◆ **Data extract**
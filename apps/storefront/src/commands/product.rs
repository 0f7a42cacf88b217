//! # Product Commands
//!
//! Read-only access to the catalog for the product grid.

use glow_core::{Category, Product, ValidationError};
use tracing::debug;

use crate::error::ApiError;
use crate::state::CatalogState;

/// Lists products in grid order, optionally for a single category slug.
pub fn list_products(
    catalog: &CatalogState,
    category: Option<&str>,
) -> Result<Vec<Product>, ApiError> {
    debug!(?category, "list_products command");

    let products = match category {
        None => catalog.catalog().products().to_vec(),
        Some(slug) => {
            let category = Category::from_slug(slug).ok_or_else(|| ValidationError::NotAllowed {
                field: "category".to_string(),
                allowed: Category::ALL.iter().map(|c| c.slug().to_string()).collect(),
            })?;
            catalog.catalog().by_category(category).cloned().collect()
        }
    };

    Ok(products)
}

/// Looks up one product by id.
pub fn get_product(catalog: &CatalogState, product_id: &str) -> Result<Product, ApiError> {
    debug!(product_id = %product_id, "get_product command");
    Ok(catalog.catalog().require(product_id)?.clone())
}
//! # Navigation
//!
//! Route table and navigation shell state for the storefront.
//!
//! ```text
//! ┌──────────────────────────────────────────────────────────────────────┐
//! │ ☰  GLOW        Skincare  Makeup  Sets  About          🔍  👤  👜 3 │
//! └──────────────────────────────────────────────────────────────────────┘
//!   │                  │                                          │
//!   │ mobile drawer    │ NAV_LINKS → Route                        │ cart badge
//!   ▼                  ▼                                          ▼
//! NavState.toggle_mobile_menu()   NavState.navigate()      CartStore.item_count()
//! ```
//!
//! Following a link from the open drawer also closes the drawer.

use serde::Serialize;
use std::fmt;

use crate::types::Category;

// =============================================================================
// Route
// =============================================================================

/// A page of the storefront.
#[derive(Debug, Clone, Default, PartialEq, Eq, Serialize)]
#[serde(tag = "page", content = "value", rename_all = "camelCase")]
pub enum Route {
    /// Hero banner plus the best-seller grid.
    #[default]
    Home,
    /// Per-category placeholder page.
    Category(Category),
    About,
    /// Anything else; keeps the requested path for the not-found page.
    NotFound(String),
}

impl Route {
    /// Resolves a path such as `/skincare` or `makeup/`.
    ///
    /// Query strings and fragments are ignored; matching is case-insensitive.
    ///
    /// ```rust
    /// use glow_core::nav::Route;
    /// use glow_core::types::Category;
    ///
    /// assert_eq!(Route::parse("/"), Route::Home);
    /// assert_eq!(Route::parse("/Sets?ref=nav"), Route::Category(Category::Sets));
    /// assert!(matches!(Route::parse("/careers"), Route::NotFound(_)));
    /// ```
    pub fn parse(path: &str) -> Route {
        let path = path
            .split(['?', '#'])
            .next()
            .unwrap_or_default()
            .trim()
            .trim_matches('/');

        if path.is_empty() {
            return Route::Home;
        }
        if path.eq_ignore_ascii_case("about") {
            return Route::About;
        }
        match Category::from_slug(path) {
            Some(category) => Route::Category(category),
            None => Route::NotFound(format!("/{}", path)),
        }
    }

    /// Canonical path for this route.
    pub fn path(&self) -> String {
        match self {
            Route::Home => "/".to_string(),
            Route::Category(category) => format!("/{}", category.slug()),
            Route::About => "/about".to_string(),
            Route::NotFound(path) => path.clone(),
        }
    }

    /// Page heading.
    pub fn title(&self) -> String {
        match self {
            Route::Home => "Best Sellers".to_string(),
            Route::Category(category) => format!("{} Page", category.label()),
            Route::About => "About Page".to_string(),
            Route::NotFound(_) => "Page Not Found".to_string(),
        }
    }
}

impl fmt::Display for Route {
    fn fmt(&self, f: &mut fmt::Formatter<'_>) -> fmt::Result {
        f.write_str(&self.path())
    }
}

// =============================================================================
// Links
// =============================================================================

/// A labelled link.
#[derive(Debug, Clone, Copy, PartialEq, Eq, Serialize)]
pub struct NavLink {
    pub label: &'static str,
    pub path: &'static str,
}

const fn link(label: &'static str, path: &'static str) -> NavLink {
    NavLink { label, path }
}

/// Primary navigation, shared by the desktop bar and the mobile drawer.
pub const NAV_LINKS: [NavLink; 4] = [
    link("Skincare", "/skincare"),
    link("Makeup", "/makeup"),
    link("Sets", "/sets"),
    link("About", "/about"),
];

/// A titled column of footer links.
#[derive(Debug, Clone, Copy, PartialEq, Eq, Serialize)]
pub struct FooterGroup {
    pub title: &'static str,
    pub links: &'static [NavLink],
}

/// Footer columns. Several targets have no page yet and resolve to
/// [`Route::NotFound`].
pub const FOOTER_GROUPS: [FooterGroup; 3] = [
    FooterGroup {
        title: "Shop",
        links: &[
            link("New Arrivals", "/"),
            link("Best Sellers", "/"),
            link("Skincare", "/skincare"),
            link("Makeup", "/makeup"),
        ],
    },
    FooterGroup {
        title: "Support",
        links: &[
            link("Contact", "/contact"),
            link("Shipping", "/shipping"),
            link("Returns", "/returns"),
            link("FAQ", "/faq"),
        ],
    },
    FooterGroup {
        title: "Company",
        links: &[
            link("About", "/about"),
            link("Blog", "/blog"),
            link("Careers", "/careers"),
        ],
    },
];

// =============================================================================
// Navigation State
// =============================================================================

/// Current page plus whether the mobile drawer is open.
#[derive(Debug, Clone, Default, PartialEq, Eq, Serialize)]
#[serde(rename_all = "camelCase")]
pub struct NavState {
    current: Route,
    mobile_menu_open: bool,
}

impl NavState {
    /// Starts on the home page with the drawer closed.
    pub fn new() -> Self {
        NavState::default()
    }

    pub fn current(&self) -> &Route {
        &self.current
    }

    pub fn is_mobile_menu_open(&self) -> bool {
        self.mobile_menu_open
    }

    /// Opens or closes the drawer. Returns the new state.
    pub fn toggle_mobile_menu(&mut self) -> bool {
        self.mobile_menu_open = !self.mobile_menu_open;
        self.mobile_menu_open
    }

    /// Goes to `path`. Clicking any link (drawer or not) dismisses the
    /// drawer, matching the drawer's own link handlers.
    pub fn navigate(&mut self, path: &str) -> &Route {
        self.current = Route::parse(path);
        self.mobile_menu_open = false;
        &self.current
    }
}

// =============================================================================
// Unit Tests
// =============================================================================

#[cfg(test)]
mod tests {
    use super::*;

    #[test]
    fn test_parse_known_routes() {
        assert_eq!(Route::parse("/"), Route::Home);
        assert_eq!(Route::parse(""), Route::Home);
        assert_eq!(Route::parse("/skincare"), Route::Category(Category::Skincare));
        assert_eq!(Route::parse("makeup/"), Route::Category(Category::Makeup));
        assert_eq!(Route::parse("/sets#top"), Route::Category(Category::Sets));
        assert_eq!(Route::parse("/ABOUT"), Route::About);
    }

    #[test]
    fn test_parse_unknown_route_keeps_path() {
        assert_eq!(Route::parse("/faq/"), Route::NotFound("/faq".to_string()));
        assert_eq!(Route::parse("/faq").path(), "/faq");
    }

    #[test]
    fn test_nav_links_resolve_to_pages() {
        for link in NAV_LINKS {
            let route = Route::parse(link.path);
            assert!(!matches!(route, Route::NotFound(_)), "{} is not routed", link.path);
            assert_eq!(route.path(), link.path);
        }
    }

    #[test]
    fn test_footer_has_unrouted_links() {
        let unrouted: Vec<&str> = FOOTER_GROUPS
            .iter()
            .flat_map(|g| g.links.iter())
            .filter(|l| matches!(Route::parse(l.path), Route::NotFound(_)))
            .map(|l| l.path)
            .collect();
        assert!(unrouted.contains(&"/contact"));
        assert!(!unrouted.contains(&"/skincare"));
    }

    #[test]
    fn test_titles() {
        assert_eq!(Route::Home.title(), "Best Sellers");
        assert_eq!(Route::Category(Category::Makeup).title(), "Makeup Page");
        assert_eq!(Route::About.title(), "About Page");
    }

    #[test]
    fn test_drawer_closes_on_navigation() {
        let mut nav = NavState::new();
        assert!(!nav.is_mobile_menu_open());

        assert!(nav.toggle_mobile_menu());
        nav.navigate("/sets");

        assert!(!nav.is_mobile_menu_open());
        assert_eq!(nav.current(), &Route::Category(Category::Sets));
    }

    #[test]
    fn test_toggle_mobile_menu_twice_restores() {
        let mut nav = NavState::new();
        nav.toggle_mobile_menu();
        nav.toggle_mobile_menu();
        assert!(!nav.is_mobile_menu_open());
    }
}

◆ **Requirement**
An exact transcription of the lines from the start of the listing through the line bearing "use crate::error::ApiError;" is the whole answer.

◆ **Solution to this problem**
filename apps/storefront/src/commands/product.rs
repository 0f7a42cacf88b217
//! # Product Commands
//!
//! Read-only access to the catalog for the product grid.

use glow_core::{Category, Product, ValidationError};
use tracing::debug;

use crate::error::ApiError;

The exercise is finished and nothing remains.